> [Records drawn from a dataset]:
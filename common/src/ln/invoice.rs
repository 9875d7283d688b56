use std::fmt::{self, Display};
use std::str::FromStr;

use lightning_invoice::Invoice;
use serde_with::{DeserializeFromStr, SerializeDisplay};

/// Wraps [`lightning_invoice::Invoice`] to impl [`serde`] Serialize /
/// Deserialize using the LDK's [`FromStr`] / [`Display`] impls.
#[derive(Clone, Debug, Eq, PartialEq, SerializeDisplay, DeserializeFromStr)]
pub struct LxInvoice(pub Invoice);

impl FromStr for LxInvoice {
    type Err = lightning_invoice::ParseOrSemanticError;
    fn from_str(s: &str) -> Result<Self, Self::Err> {
        Invoice::from_str(s).map(Self)
    }
}

impl Display for LxInvoice {
    fn fmt(&self, f: &mut fmt::Formatter<'_>) -> fmt::Result {
        write!(f, "{}", self.0)
    }
}

// TODO(max): We should proptest the serde and fromstr/display impls but it's
// non-trivial to impl Arbitrary for Invoice. lightning_invoice::InvoiceBuilder
// is probably the way.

> [Work task]: Scan the entries above and return each line that holds "SerializeDisplay".

> [Worked solution]:
use serde_with::{DeserializeFromStr, SerializeDisplay};
#[derive(Clone, Debug, Eq, PartialEq, SerializeDisplay, DeserializeFromStr)]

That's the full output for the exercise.